The only way that remained was to escape to the forest, but where does one run when the routes were unfamiliar to us in the vicinity of Minsk. Tens of young men left the ghetto and we had authentic news, that there were Partisan groups in the Nalibok forest. Some returned to the ghetto to take friends and acquaintances out and they hid from those who remained there, lest they follow them. By chance we noticed that a boy from Minsk returned from the forest to take his mother and two little sisters away to the forest. Without thinking too much we discussed the situation I, my brother Avremel, Mendl Izenberg, Hershl Chishin, Yakov Pekker and his son Yehoshua Pekker, Hirshl Tunik (Prodke's) and Hirshl Izenberg (Arre Yisroel Isser's), and we all left the ghetto. The boy took us in the direction of StarayeSela about 30 kilometers from Minsk. During the day we stayed in a small forest for a while and at night we went further until we reached Rubeziewicz. On the way we lost three men from our group my brother Avremel, Hirshl Prodke's and Hirshl Arre's they were murdered on the way.
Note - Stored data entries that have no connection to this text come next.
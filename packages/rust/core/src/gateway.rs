//! Quota-gated call gateway for paid/rate-limited upstream lookups.
//!
//! Every gated call runs through the same ladder: fresh cache hit first
//! (no quota spent); then the monthly budget check (lazily reset at the
//! month boundary); then the live call with a write-through cache. When
//! the budget is exhausted or the upstream call fails, the most recent
//! cached value — even expired — is returned with an explicit staleness
//! tag instead of a hard failure. The caller always learns which of these
//! happened.

use std::sync::Arc;

use chrono::{DateTime, Duration, Utc};
use serde::{Serialize, de::DeserializeOwned};
use sha2::{Digest, Sha256};
use waymark_storage::{QuotaStatus, Storage};
use waymark_shared::{Result, WaymarkError};

/// How the returned payload was obtained.
#[derive(Debug, Clone, Copy, PartialEq, Eq)]
pub enum CacheState {
    /// Served from cache within its TTL; no quota consumed.
    CacheHit,
    /// Fetched live; quota consumed and cache written through.
    Live,
    /// Budget exhausted; served the last cached value past its TTL.
    StaleQuotaExceeded,
    /// Upstream call failed; served the last cached value instead.
    StaleUpstreamError,
}

impl CacheState {
    /// Whether the payload may be out of date.
    pub fn is_stale(&self) -> bool {
        matches!(self, Self::StaleQuotaExceeded | Self::StaleUpstreamError)
    }
}

/// A gated call result: the payload plus how it was obtained.
#[derive(Debug)]
pub struct Gated<T> {
    pub value: T,
    pub state: CacheState,
    /// When the served payload was originally cached, for `CacheHit` and
    /// stale states.
    pub cached_at: Option<DateTime<Utc>>,
    pub quota: QuotaStatus,
}

/// Gateway for one external service: a monthly budget plus a keyed TTL
/// cache. Construct once per service and share.
#[derive(Clone)]
pub struct QuotaGate {
    storage: Arc<Storage>,
    service: String,
    monthly_limit: u32,
    ttl: Duration,
}

impl QuotaGate {
    pub fn new(
        storage: Arc<Storage>,
        service: impl Into<String>,
        monthly_limit: u32,
        ttl_days: u32,
    ) -> Self {
        Self {
            storage,
            service: service.into(),
            monthly_limit,
            ttl: Duration::days(ttl_days as i64),
        }
    }

    pub fn service(&self) -> &str {
        &self.service
    }

    /// Current budget snapshot (applies the lazy monthly reset).
    pub async fn quota(&self) -> Result<QuotaStatus> {
        self.storage
            .quota_status(&self.service, self.monthly_limit)
            .await
    }

    /// Derive a stable cache key from request parts.
    pub fn cache_key(&self, parts: &[&str]) -> String {
        let mut hasher = Sha256::new();
        for part in parts {
            hasher.update(part.as_bytes());
            hasher.update([0x1f]);
        }
        format!("{}:{:x}", self.service, hasher.finalize())
    }

    /// Run `fetch` behind the cache and the monthly budget.
    pub async fn call<T, F, Fut>(&self, key: &str, fetch: F) -> Result<Gated<T>>
    where
        T: Serialize + DeserializeOwned,
        F: FnOnce() -> Fut,
        Fut: Future<Output = Result<T>>,
    {
        let now = Utc::now();
        let cached = self.storage.cache_get(key).await?;

        if let Some(entry) = cached.as_ref().filter(|e| !e.is_expired(now)) {
            return Ok(Gated {
                value: decode(&entry.payload)?,
                state: CacheState::CacheHit,
                cached_at: Some(entry.cached_at),
                quota: self.quota().await?,
            });
        }

        let quota = self.quota().await?;
        if !quota.available() {
            return match cached {
                Some(entry) => {
                    tracing::warn!(
                        service = %self.service,
                        used = quota.used,
                        limit = quota.limit,
                        "quota exhausted, serving stale cache"
                    );
                    Ok(Gated {
                        value: decode(&entry.payload)?,
                        state: CacheState::StaleQuotaExceeded,
                        cached_at: Some(entry.cached_at),
                        quota,
                    })
                }
                None => Err(WaymarkError::Provider(format!(
                    "{} quota exhausted ({}/{}) and no cached value; resets at {}",
                    self.service, quota.used, quota.limit, quota.reset_at
                ))),
            };
        }

        match fetch().await {
            Ok(value) => {
                self.storage.increment_quota(&self.service).await?;
                let payload = serde_json::to_value(&value)
                    .map_err(|e| WaymarkError::Provider(format!("unencodable payload: {e}")))?;
                self.storage.cache_put(key, &payload, self.ttl).await?;
                Ok(Gated {
                    value,
                    state: CacheState::Live,
                    cached_at: None,
                    quota: self.quota().await?,
                })
            }
            Err(err) => match cached {
                Some(entry) => {
                    tracing::warn!(
                        service = %self.service,
                        error = %err,
                        "upstream call failed, serving stale cache"
                    );
                    Ok(Gated {
                        value: decode(&entry.payload)?,
                        state: CacheState::StaleUpstreamError,
                        cached_at: Some(entry.cached_at),
                        quota,
                    })
                }
                None => Err(err),
            },
        }
    }
}

fn decode<T: DeserializeOwned>(payload: &serde_json::Value) -> Result<T> {
    serde_json::from_value(payload.clone())
        .map_err(|e| WaymarkError::Storage(format!("corrupt cached payload: {e}")))
}
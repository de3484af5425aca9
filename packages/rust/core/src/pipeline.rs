//! Pipeline orchestrator: research → ingest → synthesize → order →
//! attribute → persist.
//!
//! A run is idempotent and degrades instead of aborting wherever it can:
//! research failure falls back to already-ingested content, malformed
//! synthesis items are coerced, broken attributions are dropped. Only a
//! missing corridor or a truly empty corpus is terminal. Non-fatal
//! problems accumulate into the outcome's error list alongside whatever
//! partial success was achieved.

use std::collections::HashMap;

use chrono::{DateTime, Utc};
use tracing::{info, instrument, warn};
use waymark_shared::{
    Attribution, AttributionConfig, ContentChunk, Corridor, CorridorId, PipelineConfig,
    ProtocolStep, Result, StepId, WaymarkError,
};
use waymark_storage::Storage;

use crate::attribution;
use crate::freshness;
use crate::graph::DependencyGraph;
use crate::ingest::{IngestOutcome, ingest_document};
use crate::provider::{EmbeddingProvider, ResearchProvider, SynthesisProvider};

/// Options for one pipeline run.
#[derive(Debug, Clone)]
pub struct RunOptions {
    /// Regenerate even when persisted steps already exist.
    pub force_refresh: bool,
    /// Target language for synthesized text.
    pub language: String,
    /// Optional research focus areas (e.g., "visa", "housing").
    pub focus_areas: Vec<String>,
}

impl Default for RunOptions {
    fn default() -> Self {
        Self {
            force_refresh: false,
            language: "en".into(),
            focus_areas: Vec::new(),
        }
    }
}

/// Outcome of a pipeline run. `errors` carries non-fatal problems that
/// were degraded around, even when the run succeeded overall.
#[derive(Debug)]
pub struct RunOutcome {
    pub step_ids: Vec<StepId>,
    /// True when existing steps were returned without running anything.
    pub cached: bool,
    pub sources_used: usize,
    pub content_stored: usize,
    pub errors: Vec<String>,
}
//! Shared stubs and fixtures for core tests.

use uuid::Uuid;
use waymark_shared::{
    CandidateStep, ChunkId, ChunkMetadata, ContentChunk, Corridor, CorridorId, Result,
    SourceDocument, SourceKind, WaymarkError,
};
use waymark_storage::Storage;

use crate::provider::{EmbeddingProvider, ResearchOutcome, ResearchProvider, SynthesisProvider};

/// Create a temp file storage for testing.
pub(crate) async fn test_storage() -> Storage {
    let tmp = std::env::temp_dir().join(format!("waymark_test_{}.db", Uuid::now_v7()));
    Storage::open(&tmp).await.expect("open test db")
}

/// Deterministic keyword-feature embedding: similar topics score close,
/// unrelated ones do not. Good enough to drive retrieval through real
/// cosine math without a provider.
pub(crate) fn toy_embedding(text: &str) -> Vec<f32> {
    const KEYWORDS: [&str; 7] = [
        "visa",
        "bank",
        "housing",
        "registration",
        "insurance",
        "german",
        "canad",
    ];
    let lower = text.to_lowercase();
    let mut vector: Vec<f32> = KEYWORDS
        .iter()
        .map(|k| if lower.contains(k) { 1.0 } else { 0.0 })
        .collect();
    vector.push(1.0); // bias term so no vector is all-zero
    vector
}

/// Embedding provider backed by [`toy_embedding`].
#[derive(Clone)]
pub(crate) struct ToyEmbedding;

impl EmbeddingProvider for ToyEmbedding {
    async fn embed_documents(&self, texts: &[String]) -> Result<Vec<Vec<f32>>> {
        Ok(texts.iter().map(|t| toy_embedding(t)).collect())
    }

    async fn embed_query(&self, text: &str) -> Result<Vec<f32>> {
        Ok(toy_embedding(text))
    }
}

/// Embedding provider that always fails.
#[derive(Clone)]
pub(crate) struct FailingEmbedding;

impl EmbeddingProvider for FailingEmbedding {
    async fn embed_documents(&self, _texts: &[String]) -> Result<Vec<Vec<f32>>> {
        Err(WaymarkError::Provider("embedding service down".into()))
    }

    async fn embed_query(&self, _text: &str) -> Result<Vec<f32>> {
        Err(WaymarkError::Provider("embedding service down".into()))
    }
}

/// Research provider returning a fixed document set, or failing outright.
#[derive(Clone, Default)]
pub(crate) struct StubResearch {
    pub documents: Vec<SourceDocument>,
    pub errors: Vec<String>,
    pub fail: bool,
}

impl ResearchProvider for StubResearch {
    async fn research(
        &self,
        _corridor: &Corridor,
        _focus_areas: &[String],
    ) -> Result<ResearchOutcome> {
        if self.fail {
            return Err(WaymarkError::Network("search provider unreachable".into()));
        }
        Ok(ResearchOutcome {
            documents: self.documents.clone(),
            tools_used: vec!["web_search".into(), "scrape".into()],
            errors: self.errors.clone(),
        })
    }
}

/// Synthesis provider returning fixed candidates, or failing outright.
#[derive(Clone, Default)]
pub(crate) struct StubSynthesis {
    pub candidates: Vec<CandidateStep>,
    pub fail: bool,
}

impl SynthesisProvider for StubSynthesis {
    async fn synthesize(
        &self,
        _corridor: &Corridor,
        _research_text: &str,
        _language: &str,
    ) -> Result<Vec<CandidateStep>> {
        if self.fail {
            return Err(WaymarkError::Provider("synthesis model overloaded".into()));
        }
        Ok(self.candidates.clone())
    }
}

/// Build a blog document with enough body to survive chunking.
pub(crate) fn sample_document(url: &str, text: &str) -> SourceDocument {
    SourceDocument {
        url: url.into(),
        title: "Relocation guide".into(),
        text: text.into(),
        source: SourceKind::Blog,
        metadata: ChunkMetadata::default(),
    }
}

/// Insert a chunk embedded with [`toy_embedding`]; returns its id.
pub(crate) async fn insert_chunk_with_embedding(
    storage: &Storage,
    corridor_id: CorridorId,
    url: &str,
    body: &str,
) -> ChunkId {
    use chrono::{Duration, Utc};

    let now = Utc::now();
    let chunk = ContentChunk {
        id: ChunkId::new(),
        corridor_id,
        url: url.into(),
        title: "stored chunk".into(),
        body: body.into(),
        source: SourceKind::Forum,
        embedding: Some(toy_embedding(body)),
        metadata: ChunkMetadata::default(),
        scraped_at: now,
        expires_at: now + Duration::days(30),
    };
    storage.insert_chunk(&chunk).await.expect("insert chunk");
    chunk.id
}

/// A minimal candidate step.
pub(crate) fn candidate(title: &str, depends_on: &[&str]) -> CandidateStep {
    CandidateStep {
        title: title.into(),
        category: "legal".into(),
        description: format!("How to: {title}"),
        priority: "medium".into(),
        depends_on: depends_on.iter().map(|s| s.to_string()).collect(),
        warnings: vec![],
        tips: vec![],
        attribution: None,
    }
}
A few days before our escape from the Minsk ghetto, another group escaped, amongst them three people from Stoibtz: Bebbe Baskin, Yedidyah Kaplan and Yitzchak Chatzkelewicz (Itke from Drazdi's soninlaw). While running in the forest, they encountered a group of Germans who sent them to Auschwitz.
After the war we learned that only two remained alive while in Auschwitz: Bebbe Baskin and Yitzchak Chatzkelewicz. Yedidyah Kaplan did not live to see to liberation. He became ill and the Germans shot him.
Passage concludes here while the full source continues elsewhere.